# WORK TO COMPLETE
Search the material below for the word "StatusCode" and copy every line in which it occurs.

Start of Block

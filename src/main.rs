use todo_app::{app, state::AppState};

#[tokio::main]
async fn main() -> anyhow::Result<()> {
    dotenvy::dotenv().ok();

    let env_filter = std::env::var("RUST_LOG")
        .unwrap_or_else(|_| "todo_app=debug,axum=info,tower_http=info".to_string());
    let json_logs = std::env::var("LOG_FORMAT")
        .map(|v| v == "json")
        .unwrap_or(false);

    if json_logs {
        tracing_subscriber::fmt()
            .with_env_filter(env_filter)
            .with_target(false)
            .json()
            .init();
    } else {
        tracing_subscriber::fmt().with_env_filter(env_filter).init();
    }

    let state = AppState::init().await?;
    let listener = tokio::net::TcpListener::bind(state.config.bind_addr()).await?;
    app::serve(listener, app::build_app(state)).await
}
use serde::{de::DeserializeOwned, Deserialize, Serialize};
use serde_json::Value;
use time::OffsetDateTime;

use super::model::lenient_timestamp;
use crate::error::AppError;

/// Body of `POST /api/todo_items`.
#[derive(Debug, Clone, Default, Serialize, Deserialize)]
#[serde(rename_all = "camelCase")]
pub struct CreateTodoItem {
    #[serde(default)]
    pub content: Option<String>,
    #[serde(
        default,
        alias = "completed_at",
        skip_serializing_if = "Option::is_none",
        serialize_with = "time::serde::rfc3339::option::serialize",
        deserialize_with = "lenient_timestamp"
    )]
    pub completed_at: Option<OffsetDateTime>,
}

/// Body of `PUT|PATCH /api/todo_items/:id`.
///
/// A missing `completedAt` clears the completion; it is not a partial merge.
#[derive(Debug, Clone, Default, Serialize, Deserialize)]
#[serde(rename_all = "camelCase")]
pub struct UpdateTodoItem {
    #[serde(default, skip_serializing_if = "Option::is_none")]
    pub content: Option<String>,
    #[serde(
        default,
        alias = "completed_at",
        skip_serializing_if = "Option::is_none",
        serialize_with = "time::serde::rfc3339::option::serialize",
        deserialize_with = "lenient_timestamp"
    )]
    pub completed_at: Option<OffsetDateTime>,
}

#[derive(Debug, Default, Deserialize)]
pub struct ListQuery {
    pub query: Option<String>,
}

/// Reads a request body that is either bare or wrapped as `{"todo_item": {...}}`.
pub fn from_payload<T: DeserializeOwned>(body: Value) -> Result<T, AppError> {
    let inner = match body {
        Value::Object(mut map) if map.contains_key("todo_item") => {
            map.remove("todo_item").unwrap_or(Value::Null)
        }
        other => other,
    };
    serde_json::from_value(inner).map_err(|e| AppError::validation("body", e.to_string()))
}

End of Block
Start of Block

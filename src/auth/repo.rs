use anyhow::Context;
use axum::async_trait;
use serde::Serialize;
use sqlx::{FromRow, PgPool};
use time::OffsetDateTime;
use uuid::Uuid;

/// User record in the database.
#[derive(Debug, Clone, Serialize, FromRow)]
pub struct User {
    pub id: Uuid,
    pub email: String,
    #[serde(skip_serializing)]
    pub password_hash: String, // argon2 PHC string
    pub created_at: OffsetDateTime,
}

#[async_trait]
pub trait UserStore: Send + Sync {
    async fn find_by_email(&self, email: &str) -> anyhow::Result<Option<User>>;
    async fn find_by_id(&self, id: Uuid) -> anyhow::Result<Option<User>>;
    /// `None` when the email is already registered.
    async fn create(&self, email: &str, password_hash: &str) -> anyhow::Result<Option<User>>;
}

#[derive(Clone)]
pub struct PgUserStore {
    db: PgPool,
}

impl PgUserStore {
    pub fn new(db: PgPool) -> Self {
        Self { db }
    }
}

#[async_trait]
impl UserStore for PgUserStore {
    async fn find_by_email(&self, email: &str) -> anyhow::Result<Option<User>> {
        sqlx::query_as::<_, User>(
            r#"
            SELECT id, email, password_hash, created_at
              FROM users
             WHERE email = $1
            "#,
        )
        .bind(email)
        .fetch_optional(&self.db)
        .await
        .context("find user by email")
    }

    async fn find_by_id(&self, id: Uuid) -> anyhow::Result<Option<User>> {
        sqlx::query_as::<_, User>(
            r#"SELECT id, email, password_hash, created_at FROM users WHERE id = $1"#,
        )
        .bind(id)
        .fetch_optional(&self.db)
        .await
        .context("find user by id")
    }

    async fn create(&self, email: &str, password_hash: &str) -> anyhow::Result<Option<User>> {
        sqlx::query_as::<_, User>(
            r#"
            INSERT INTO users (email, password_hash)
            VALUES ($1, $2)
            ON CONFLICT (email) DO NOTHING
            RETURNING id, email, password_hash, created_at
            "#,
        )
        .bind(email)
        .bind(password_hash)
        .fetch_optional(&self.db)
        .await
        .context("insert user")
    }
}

End of Block
Start of Block

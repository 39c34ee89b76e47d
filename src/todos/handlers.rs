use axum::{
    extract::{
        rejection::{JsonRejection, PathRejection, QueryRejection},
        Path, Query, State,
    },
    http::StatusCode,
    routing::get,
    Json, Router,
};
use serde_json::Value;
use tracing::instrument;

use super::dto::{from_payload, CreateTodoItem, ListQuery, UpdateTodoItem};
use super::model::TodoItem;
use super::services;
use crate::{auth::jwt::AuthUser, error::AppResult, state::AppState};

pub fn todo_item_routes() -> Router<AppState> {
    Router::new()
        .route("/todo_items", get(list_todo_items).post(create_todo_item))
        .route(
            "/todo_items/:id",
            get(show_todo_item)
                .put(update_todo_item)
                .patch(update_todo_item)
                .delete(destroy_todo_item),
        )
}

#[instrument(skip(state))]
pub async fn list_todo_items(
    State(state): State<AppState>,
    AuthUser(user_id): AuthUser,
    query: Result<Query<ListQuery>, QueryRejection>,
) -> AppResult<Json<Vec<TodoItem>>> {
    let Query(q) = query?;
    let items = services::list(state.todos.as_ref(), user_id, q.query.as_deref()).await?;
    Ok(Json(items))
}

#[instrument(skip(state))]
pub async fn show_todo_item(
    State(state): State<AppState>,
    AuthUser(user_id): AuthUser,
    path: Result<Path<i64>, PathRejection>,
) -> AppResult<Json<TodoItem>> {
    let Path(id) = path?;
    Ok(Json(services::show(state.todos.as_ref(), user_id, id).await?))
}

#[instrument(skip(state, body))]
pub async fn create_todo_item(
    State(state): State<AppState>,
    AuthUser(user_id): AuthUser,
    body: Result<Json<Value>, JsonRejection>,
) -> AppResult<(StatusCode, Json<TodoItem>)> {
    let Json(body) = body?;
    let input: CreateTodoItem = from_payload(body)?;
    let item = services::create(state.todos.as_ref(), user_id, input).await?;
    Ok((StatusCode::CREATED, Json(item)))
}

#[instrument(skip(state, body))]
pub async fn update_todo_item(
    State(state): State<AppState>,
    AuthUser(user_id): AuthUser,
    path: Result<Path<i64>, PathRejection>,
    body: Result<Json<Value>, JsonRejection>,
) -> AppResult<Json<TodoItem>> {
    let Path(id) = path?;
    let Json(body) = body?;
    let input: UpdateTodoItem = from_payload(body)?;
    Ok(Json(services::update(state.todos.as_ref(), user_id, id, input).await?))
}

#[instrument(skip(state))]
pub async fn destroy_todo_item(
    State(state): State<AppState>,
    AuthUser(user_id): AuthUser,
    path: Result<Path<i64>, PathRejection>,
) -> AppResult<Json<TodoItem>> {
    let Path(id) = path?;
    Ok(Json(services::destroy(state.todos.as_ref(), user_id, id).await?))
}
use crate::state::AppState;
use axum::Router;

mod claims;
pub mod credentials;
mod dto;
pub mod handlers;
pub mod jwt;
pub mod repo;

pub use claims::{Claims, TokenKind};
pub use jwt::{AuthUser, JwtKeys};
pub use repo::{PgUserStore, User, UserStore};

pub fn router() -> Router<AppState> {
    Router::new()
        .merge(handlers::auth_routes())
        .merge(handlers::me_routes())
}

End of Block

# TASK OUTPUT
    http::StatusCode,
) -> AppResult<(StatusCode, Json<TodoItem>)> {
    Ok((StatusCode::CREATED, Json(item)))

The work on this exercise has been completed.